If that wasn't enough, there was the tasteless rejoinder from British boxer David Haye that shocked even those normally immune to sport's ugliness. In bigging up his fight with Audley Harrison, he predicted it would be "as one-sided as a gang rape".

Men like Lar Corbett, Tipp's three-goal hero, or Brian Cody, Kilkenny's inspirational manager, operate on a different planet to the mega-bucks, marketing-driven worlds of football, cricket, rugby or boxing. Their sporting obsession is rooted in community and borne of hard work and dedication.

Their unassuming demeanour and palpable modesty is at the polar opposite to the behaviour of the likes of England cricketer Kevin Pietersen or 'The Special One', Real Madrid manager Jose Mourinho. Corbett seemed almost embarrassed when receiving the Man of the Match award on The Sunday Game, and was at pains to point out the contribution of others.

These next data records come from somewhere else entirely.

//! Administrative surface
//!
//! Registers and removes indexes and reports on cluster state. The admin
//! only writes index records; placement and deployment are carried out by
//! the active master and observed here through a watch on the index record.

use serde::Serialize;
use std::future::Future;
use std::pin::Pin;
use std::sync::Arc;
use std::time::Duration;
use tracing::info;

use crate::codec::{self, Record};
use crate::config::Config;
use crate::error::{Error, Result};
use crate::models::{validate_name, IndexRecord, IndexState, NodeRecord, ShardName};
use crate::store::layout::join;
use crate::store::{watch_data, ClusterLayout, ClusterStore, CreateMode, DataChange, StoreExt};
use crate::utils::retry::RetryConfig;

/// One line of `list-indexes`
#[derive(Debug, Clone, PartialEq, Serialize)]
pub struct IndexSummary {
    pub name: String,
    pub state: IndexState,
    pub deployed: bool,
    pub analyzer: String,
    pub location: String,
    pub replication: u32,
    pub shard_count: usize,
}

/// One entry of `show-structure`
#[derive(Debug, Clone, PartialEq, Eq, Serialize)]
pub struct TreeEntry {
    pub path: String,
    pub depth: usize,
    pub summary: String,
}

/// Render tree entries as an indented listing
pub fn render_structure(entries: &[TreeEntry]) -> String {
    let mut out = String::new();
    for entry in entries {
        let name = entry.path.rsplit('/').next().unwrap_or(&entry.path);
        let name = if entry.depth == 0 { entry.path.as_str() } else { name };
        out.push_str(&"  ".repeat(entry.depth));
        out.push_str(name);
        if !entry.summary.is_empty() {
            out.push_str("  ");
            out.push_str(&entry.summary);
        }
        out.push('\n');
    }
    out
}

/// Administrative operations over one coordination session
pub struct Admin {
    store: Arc<dyn ClusterStore>,
    layout: ClusterLayout,
    retry: RetryConfig,
    default_replication: u32,
    deploy_timeout: Duration,
}

impl Admin {
    pub fn new(store: Arc<dyn ClusterStore>, config: &Config) -> Self {
        Self {
            store,
            layout: ClusterLayout::new(config.store.root_path.clone()),
            retry: config.store_retry(),
            default_replication: config.master.default_replication,
            deploy_timeout: config.deploy_timeout(),
        }
    }

    /// Register an index and wait until the master reports it deployed
    pub async fn add_index(
        &self,
        name: &str,
        location: &str,
        analyzer: &str,
        replication: Option<u32>,
    ) -> Result<IndexRecord> {
        self.register_index(name, location, analyzer, replication)
            .await?;
        self.wait_until_deployed(name, self.deploy_timeout).await
    }

    /// Write the index record without waiting for deployment
    pub async fn register_index(
        &self,
        name: &str,
        location: &str,
        analyzer: &str,
        replication: Option<u32>,
    ) -> Result<IndexRecord> {
        validate_name("index", name)?;
        if location.trim().is_empty() {
            return Err(Error::config("index location must not be empty"));
        }
        let record = IndexRecord::new(
            name,
            location,
            analyzer,
            replication.unwrap_or(self.default_replication),
        );

        let path = self.layout.index(name);
        match self
            .store
            .ensure_created(&path, record.encode()?, CreateMode::Persistent, &self.retry)
            .await
        {
            Ok(_) => {}
            Err(e) if e.is_already_exists() => return Err(Error::already_exists(path)),
            Err(e) => return Err(e),
        }
        info!(index = %name, location = %location, analyzer = %analyzer, "Index registered");
        Ok(record)
    }

    /// Wait for `deployed=true` on the index record
    pub async fn wait_until_deployed(&self, name: &str, timeout: Duration) -> Result<IndexRecord> {
        let path = self.layout.index(name);
        let mut watch = watch_data(Arc::clone(&self.store), &path).await?;
        let initial = match watch.initial.take() {
            Some(bytes) => IndexRecord::decode(&bytes)?,
            None => return Err(Error::not_found(path)),
        };
        if initial.deployed {
            return Ok(initial);
        }

        let wait = async {
            while let Some(change) = watch.next().await {
                match change {
                    DataChange::Changed(bytes) => {
                        let record = IndexRecord::decode(&bytes)?;
                        if record.deployed {
                            return Ok(record);
                        }
                    }
                    DataChange::Deleted => return Err(Error::not_found(path.clone())),
                }
            }
            Err(Error::connection_lost("index watch ended"))
        };

        match tokio::time::timeout(timeout, wait).await {
            Ok(result) => {
                if let Ok(record) = &result {
                    info!(index = %record.name, "Index deployed");
                }
                result
            }
            Err(_) => Err(Error::DeployTimeout {
                index: name.to_string(),
                timeout_secs: timeout.as_secs(),
            }),
        }
    }

    /// Remove an index with its shards, assignments and serving entries
    pub async fn remove_index(&self, name: &str) -> Result<()> {
        let path = self.layout.index(name);
        if !self.store.exists(&path).await? {
            return Err(Error::not_found(path));
        }
        self.store.ensure_deleted(&path, &self.retry).await?;

        let belongs = |segment: &str| {
            ShardName::parse(segment)
                .map(|shard| shard.index == name)
                .unwrap_or(false)
        };
        for node in self
            .store
            .children_or_empty(&self.layout.node_to_shard())
            .await?
        {
            let node_path = join(&self.layout.node_to_shard(), &node);
            for segment in self.store.children_or_empty(&node_path).await? {
                if belongs(&segment) {
                    self.store
                        .ensure_deleted(&join(&node_path, &segment), &self.retry)
                        .await?;
                }
            }
        }
        for segment in self
            .store
            .children_or_empty(&self.layout.shard_to_node())
            .await?
        {
            if belongs(&segment) {
                let shard_path = join(&self.layout.shard_to_node(), &segment);
                self.store.ensure_deleted(&shard_path, &self.retry).await?;
            }
        }

        info!(index = %name, "Index removed");
        Ok(())
    }

    /// Registered indexes, sorted by name
    pub async fn list_indexes(&self) -> Result<Vec<IndexSummary>> {
        let mut indexes = Vec::new();
        for name in self.store.children_or_empty(&self.layout.indexes()).await? {
            let path = self.layout.index(&name);
            let Some(record) = self.store.try_read_record::<IndexRecord>(&path).await? else {
                continue;
            };
            let shard_count = self.store.children_or_empty(&path).await?.len();
            indexes.push(IndexSummary {
                state: IndexState::of(Some(&record), shard_count),
                name: record.name,
                deployed: record.deployed,
                analyzer: record.analyzer,
                location: record.location,
                replication: record.replication,
                shard_count,
            });
        }
        Ok(indexes)
    }

    /// Lifecycle state of one index
    pub async fn index_state(&self, name: &str) -> Result<IndexState> {
        let path = self.layout.index(name);
        let record = self.store.try_read_record::<IndexRecord>(&path).await?;
        let shard_count = match record {
            Some(_) => self.store.children_or_empty(&path).await?.len(),
            None => 0,
        };
        Ok(IndexState::of(record.as_ref(), shard_count))
    }

    /// Live nodes, sorted by id
    pub async fn list_nodes(&self) -> Result<Vec<NodeRecord>> {
        let mut nodes = Vec::new();
        for id in self.store.children_or_empty(&self.layout.nodes()).await? {
            let path = join(&self.layout.nodes(), &id);
            if let Some(record) = self.store.try_read_record::<NodeRecord>(&path).await? {
                nodes.push(record);
            }
        }
        Ok(nodes)
    }

    /// Every entry under the cluster root with a summary of its record
    pub async fn show_structure(&self) -> Result<Vec<TreeEntry>> {
        let mut entries = Vec::new();
        let root = self.layout.root().to_string();
        if self.store.exists(&root).await? {
            self.walk(root, 0, &mut entries).await?;
        }
        Ok(entries)
    }

    fn walk<'a>(
        &'a self,
        path: String,
        depth: usize,
        entries: &'a mut Vec<TreeEntry>,
    ) -> Pin<Box<dyn Future<Output = Result<()>> + Send + 'a>> {
        Box::pin(async move {
            let summary = match self.store.read_data(&path).await {
                Ok(bytes) => codec::summarize(&bytes),
                // Removed while walking
                Err(e) if e.is_not_found() => return Ok(()),
                Err(e) => return Err(e),
            };
            let children = self.store.children_or_empty(&path).await?;
            entries.push(TreeEntry {
                path: path.clone(),
                depth,
                summary,
            });
            for child in children {
                self.walk(join(&path, &child), depth + 1, entries).await?;
            }
            Ok(())
        })
    }
}
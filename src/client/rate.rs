//! Rolling queries-per-minute counter
//!
//! Sixty one-second buckets; a bucket is cleared when the clock wraps back
//! onto it, so the sum always covers the last minute.

use std::sync::Mutex;
use std::time::Instant;

const BUCKETS: usize = 60;

#[derive(Debug)]
struct Window {
    buckets: [u64; BUCKETS],
    /// Second (since `start`) the newest bucket belongs to
    head: u64,
}

impl Window {
    fn advance(&mut self, now: u64) {
        if now <= self.head {
            return;
        }
        let elapsed = now - self.head;
        if elapsed >= BUCKETS as u64 {
            self.buckets = [0; BUCKETS];
        } else {
            for second in self.head + 1..=now {
                self.buckets[(second % BUCKETS as u64) as usize] = 0;
            }
        }
        self.head = now;
    }
}

/// Sliding one-minute query counter
#[derive(Debug)]
pub struct QueryRate {
    start: Instant,
    window: Mutex<Window>,
}

impl Default for QueryRate {
    fn default() -> Self {
        Self::new()
    }
}

impl QueryRate {
    pub fn new() -> Self {
        Self {
            start: Instant::now(),
            window: Mutex::new(Window {
                buckets: [0; BUCKETS],
                head: 0,
            }),
        }
    }

    fn second(&self, at: Instant) -> u64 {
        at.saturating_duration_since(self.start).as_secs()
    }

    /// Count one query now
    pub fn record(&self) {
        self.record_at(Instant::now());
    }

    pub fn record_at(&self, at: Instant) {
        let second = self.second(at);
        let mut window = self.window.lock().unwrap_or_else(|e| e.into_inner());
        window.advance(second);
        // Late samples older than the window are dropped
        if second + (BUCKETS as u64) > window.head {
            window.buckets[(second % BUCKETS as u64) as usize] += 1;
        }
    }

    /// Queries counted during the last minute
    pub fn per_minute(&self) -> f64 {
        self.per_minute_at(Instant::now())
    }

    pub fn per_minute_at(&self, at: Instant) -> f64 {
        let second = self.second(at);
        let mut window = self.window.lock().unwrap_or_else(|e| e.into_inner());
        window.advance(second);
        window.buckets.iter().sum::<u64>() as f64
    }
}

#[cfg(test)]
mod tests {
    use super::*;
    use std::time::Duration;

    #[test]
    fn test_empty_rate_is_zero() {
        assert_eq!(QueryRate::new().per_minute(), 0.0);
    }

    #[test]
    fn test_counts_within_window() {
        let rate = QueryRate::new();
        let t0 = rate.start;
        rate.record_at(t0);
        rate.record_at(t0 + Duration::from_secs(10));
        rate.record_at(t0 + Duration::from_secs(59));
        assert_eq!(rate.per_minute_at(t0 + Duration::from_secs(59)), 3.0);
    }

    #[test]
    fn test_old_queries_expire() {
        let rate = QueryRate::new();
        let t0 = rate.start;
        rate.record_at(t0);
        rate.record_at(t0 + Duration::from_secs(30));
        assert_eq!(rate.per_minute_at(t0 + Duration::from_secs(61)), 1.0);
        assert_eq!(rate.per_minute_at(t0 + Duration::from_secs(200)), 0.0);
    }

    #[test]
    fn test_bucket_reuse_after_wrap() {
        let rate = QueryRate::new();
        let t0 = rate.start;
        rate.record_at(t0 + Duration::from_secs(5));
        rate.record_at(t0 + Duration::from_secs(65));
        assert_eq!(rate.per_minute_at(t0 + Duration::from_secs(65)), 1.0);
    }
}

Corbett and Cody make huge sacrifices, not because they are paid to do so (the travelling expenses, if applicable, are comically modest) but because hurling courses through their veins. They make time for countless hours of training in the months when the public's gaze is elsewhere and juggle their work, as electrician and primary school headmaster respectively, because they are drawn to a sport that has grabbed their respective counties for more than 100 years.

Yet both wear their talents lightly. Not for Cody, for instance, any talk of being 'The Special One' even though his managerial record of seven All-Irelands in 12 years would justify such a claim.

Hurling is not a sport in which success can be bought -- take a bow, Manchester City -- or where its greatest practitioners can be lured to a rival. Tipperary won their 26th All-Ireland thanks, in part, to a young generation of gifted players all born in the county and astutely managed by a young manager, Liam Sheedy, another hurling man who eschews self-aggrandisement in favour of plain speaking and behind-the-scenes toil.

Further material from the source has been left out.